CA Strong Authentication Windows Installation Guide › Deploy CA Strong Authentication on a Single System › Post-Installation Tasks › How to Bootstrap the System › Perform the Bootstrapping Tasks

Perform the Bootstrapping Tasks

When you first log in to CA Advanced Authentication as the Master Administrator (MA), the Summary screen for the Bootstrap wizard screen appears.

To bootstrap the system using the wizard:

1. Click Begin.

   The Change Password screen appears.

2. Specify the Old Password, New Password, Confirm Password, and click Next.

   The Configure Global Key Label screen appears.

3. Specify the Global Key Label, and click Next.

   CA Strong Authentication enables you to use hardware- or software-based encryption for your sensitive data. Irrespective of hardware or software encryption, the Global Key Label is used for encrypting user and organization data.

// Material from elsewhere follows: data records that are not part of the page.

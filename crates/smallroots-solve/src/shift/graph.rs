//! Heuristic pruning of shift relations.
//!
//! Each relation of a suitable batch is a vertex, with an edge from the
//! relation to every relation leading one of its other monomials. A
//! closed vertex set is again suitable. Its weight is how far the
//! leading terms lie below the batch average, and the heaviest closed
//! set is found as a minimum cut (Picard's reduction). Pruning repeats
//! until the weight gain vanishes.

use std::collections::VecDeque;

use rustc_hash::FxHashMap;
use smallroots_integers::Integer;
use smallroots_model::{BoundSet, Error, Relation, RelationSet, Result};
use smallroots_poly::{Monomial, Polynomial};
use tracing::{debug, info};

use super::leading_term_bits;
use crate::combinations::is_suitable;

/// Gains below this count as zero.
const CONVERGENCE: f64 = 1e-6;

/// Residual capacities below this count as saturated.
const SATURATED: f64 = 1e-12;

#[derive(Clone, Debug)]
struct Edge {
    to: usize,
    rev: usize,
    cap: f64,
}

/// Edmonds-Karp on a small dense network.
struct FlowNetwork {
    adj: Vec<Vec<Edge>>,
}

impl FlowNetwork {
    fn new(n: usize) -> Self {
        Self {
            adj: vec![Vec::new(); n],
        }
    }

    fn add_edge(&mut self, from: usize, to: usize, cap: f64) {
        let rev_from = self.adj[to].len();
        let rev_to = self.adj[from].len();
        self.adj[from].push(Edge {
            to,
            rev: rev_from,
            cap,
        });
        self.adj[to].push(Edge {
            to: from,
            rev: rev_to,
            cap: 0.0,
        });
    }

    /// Breadth-first search in the residual network; returns the edge used
    /// to enter each reached vertex.
    fn bfs(&self, source: usize) -> Vec<Option<(usize, usize)>> {
        let mut parent = vec![None; self.adj.len()];
        let mut seen = vec![false; self.adj.len()];
        seen[source] = true;
        let mut queue = VecDeque::from([source]);
        while let Some(u) = queue.pop_front() {
            for (k, e) in self.adj[u].iter().enumerate() {
                if e.cap > SATURATED && !seen[e.to] {
                    seen[e.to] = true;
                    parent[e.to] = Some((u, k));
                    queue.push_back(e.to);
                }
            }
        }
        parent
    }

    fn max_flow(&mut self, source: usize, sink: usize) {
        loop {
            let parent = self.bfs(source);
            if parent[sink].is_none() {
                return;
            }
            let mut bottleneck = f64::INFINITY;
            let mut v = sink;
            while let Some((u, k)) = parent[v] {
                bottleneck = bottleneck.min(self.adj[u][k].cap);
                v = u;
            }
            let mut v = sink;
            while let Some((u, k)) = parent[v] {
                self.adj[u][k].cap -= bottleneck;
                let (to, rev) = (self.adj[u][k].to, self.adj[u][k].rev);
                self.adj[to][rev].cap += bottleneck;
                v = u;
            }
        }
    }

    /// Vertices reachable from `source` in the residual network.
    fn source_side(&self, source: usize) -> Vec<bool> {
        let parent = self.bfs(source);
        (0..self.adj.len())
            .map(|v| v == source || parent[v].is_some())
            .collect()
    }
}

/// The closed vertex set of largest total weight.
///
/// `edges` lists pairs `(i, j)` meaning "choosing `i` forces `j`". The
/// result is sorted.
#[must_use]
pub fn maximum_closure(weights: &[f64], edges: &[(usize, usize)]) -> Vec<usize> {
    let n = weights.len();
    let (source, sink) = (n, n + 1);
    let mut net = FlowNetwork::new(n + 2);
    for &(i, j) in edges {
        net.add_edge(i, j, f64::INFINITY);
    }
    for (i, &w) in weights.iter().enumerate() {
        if w > 0.0 {
            net.add_edge(source, i, w);
        } else {
            net.add_edge(i, sink, -w);
        }
    }
    net.max_flow(source, sink);
    let side = net.source_side(source);
    (0..n).filter(|&i| side[i]).collect()
}

/// Wraps a batch source and keeps, from each suitable batch, the subset
/// whose leading terms promise a short vector.
///
/// Batches whose average leading term is not below the modulus are
/// dropped. A batch that is not suitable, or mixes moduli, yields
/// [`Error::InvalidInput`].
pub struct GraphShifts<I> {
    inner: I,
    bounds: BoundSet,
}

impl<I> GraphShifts<I> {
    /// Prunes the batches of `inner`.
    #[must_use]
    pub fn new(inner: I, bounds: &BoundSet) -> Self {
        Self {
            inner,
            bounds: bounds.clone(),
        }
    }

    /// One pruning step; `None` once the gain is negligible.
    fn refine_once(
        &self,
        polys: &[Polynomial<Integer>],
    ) -> Result<Option<Vec<Polynomial<Integer>>>> {
        let index: FxHashMap<&Monomial, usize> = polys
            .iter()
            .enumerate()
            .filter_map(|(i, f)| f.leading_monomial().map(|m| (m, i)))
            .collect();
        let mut edges = Vec::new();
        for (i, f) in polys.iter().enumerate() {
            for m in f.monomials().skip(1) {
                if let Some(&j) = index.get(m) {
                    edges.push((i, j));
                }
            }
        }

        let bits = polys
            .iter()
            .map(|f| leading_term_bits(f, &self.bounds))
            .collect::<Result<Vec<f64>>>()?;
        #[allow(clippy::cast_precision_loss)]
        let avg = bits.iter().sum::<f64>() / bits.len() as f64;
        let weights: Vec<f64> = bits.iter().map(|b| avg - b).collect();

        let subset = maximum_closure(&weights, &edges);
        let gain: f64 = subset.iter().map(|&i| weights[i]).sum();
        if gain.abs() < CONVERGENCE {
            return Ok(None);
        }
        Ok(Some(subset.into_iter().map(|i| polys[i].clone()).collect()))
    }

    /// Prunes one batch; `None` if the result is not worth a lattice.
    fn refine(&self, batch: RelationSet) -> Result<Option<RelationSet>> {
        let modulus = batch[0].modulus.clone();
        let polys: Vec<Polynomial<Integer>> = batch.iter().map(|r| r.polynomial.clone()).collect();
        let Some(m) = modulus.as_ref() else {
            return Ok(Some(batch));
        };
        if batch.iter().any(|r| r.modulus != modulus) {
            return Err(Error::invalid("shift relations of one batch need a common modulus"));
        }
        if !is_suitable(&polys) {
            return Err(Error::invalid(format!(
                "batch of {} shift relation(s) is not suitable for pruning",
                batch.len()
            )));
        }
        debug!(target: "smallroots::GraphShifts", "pruning {} relation(s)", polys.len());

        let mut current = polys;
        let mut iterations = 0;
        while !current.is_empty() {
            iterations += 1;
            match self.refine_once(&current)? {
                Some(next) => current = next,
                None => break,
            }
        }
        debug!(
            target: "smallroots::GraphShifts",
            "converged after {iterations} iteration(s) on {} relation(s)", current.len()
        );
        if current.is_empty() {
            return Ok(None);
        }

        let bits = current
            .iter()
            .map(|f| leading_term_bits(f, &self.bounds))
            .collect::<Result<Vec<f64>>>()?;
        #[allow(clippy::cast_precision_loss)]
        let expected = bits.iter().sum::<f64>() / bits.len() as f64;
        if expected < self.bounds.lower_bound(m)?.log2() {
            info!(
                target: "smallroots::GraphShifts",
                "kept {} of {} shift relation(s)", current.len(), batch.len()
            );
            let relations = current
                .into_iter()
                .map(|f| Relation::new(f, modulus.clone()))
                .collect();
            RelationSet::new(relations).map(Some)
        } else {
            debug!(
                target: "smallroots::GraphShifts",
                "expected shortest vector is not below the modulus, skipping"
            );
            Ok(None)
        }
    }
}

impl<I: Iterator<Item = Result<RelationSet>>> Iterator for GraphShifts<I> {
    type Item = Result<RelationSet>;

    fn next(&mut self) -> Option<Self::Item> {
        loop {
            let batch = match self.inner.next()? {
                Ok(batch) => batch,
                Err(e) => return Some(Err(e)),
            };
            match self.refine(batch) {
                Ok(Some(refined)) => return Some(Ok(refined)),
                Ok(None) => {}
                Err(e) => return Some(Err(e)),
            }
        }
    }
}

   If you are using hardware encryption, then this label serves only as a reference (or pointer) to the actual 3DES key stored in the HSM device, and therefore the key label must match the HSM key label. However, in the case of software-based encryption, this label acts as the reference to the actual software key in the database.

   Important! After you complete the bootstrapping process, you can not update this key label.

   The Storage Type field indicates whether the encryption key is stored in the database (Software) or the HSM (Hardware).

   The Configure Default Organization screen appears.

4. Under the Default Organization Configuration section, specify the following parameters for the Default Organization:
   • Display Name: The descriptive name of the organization. This name appears on all other CA Advanced Authentication pages and reports.
   • Administrator Authentication Mechanism: The mechanism that is used to authenticate administrators belonging to the Default Organization. CA Advanced Authentication supports three types of authentication methods for the administrators to log in:
     • Basic

       If you choose this option, then the inbuilt authentication method provided by CA Advanced Authentication is used for authenticating the administrators.

     • LDAP User Password

       If you choose this option, then the administrators are authenticated using their credentials that are stored in the directory service.

     Note: If this mechanism is used for authenticating administrators, then you must deploy UDS, as discussed in the "Deploying User Data Service" section.

     • CA Strong Authentication User Password

       If you select the CA Strong Authentication User Password option here, then the credentials are issued and authenticated by the CA Strong Authentication Server.

     Book: Refer to CA CA Strong Authentication Administration Guide for more information on how to do this.

5. Under the Key Label Configuration section of the Configure Default Organization screen, specify the following:
   • Use Global Key: This option is selected by default. Deselect this option if you want to override the Global Key Label you specified in the preceding step and specify a new encryption label.
   • Key Label: If you deselected the Use Global Key option, then specify the new key label that you want to use for the Default Organization.
   • Storage Type: This field indicates whether the encryption key is stored in the database (Software) or the HSM (Hardware).
6. Click Finish to complete the bootstrapping process.

   CA Advanced Authentication initialization is completed, as indicated in the Finish screen.

7. Click Continue to proceed with other configurations using CA Advanced Authentication.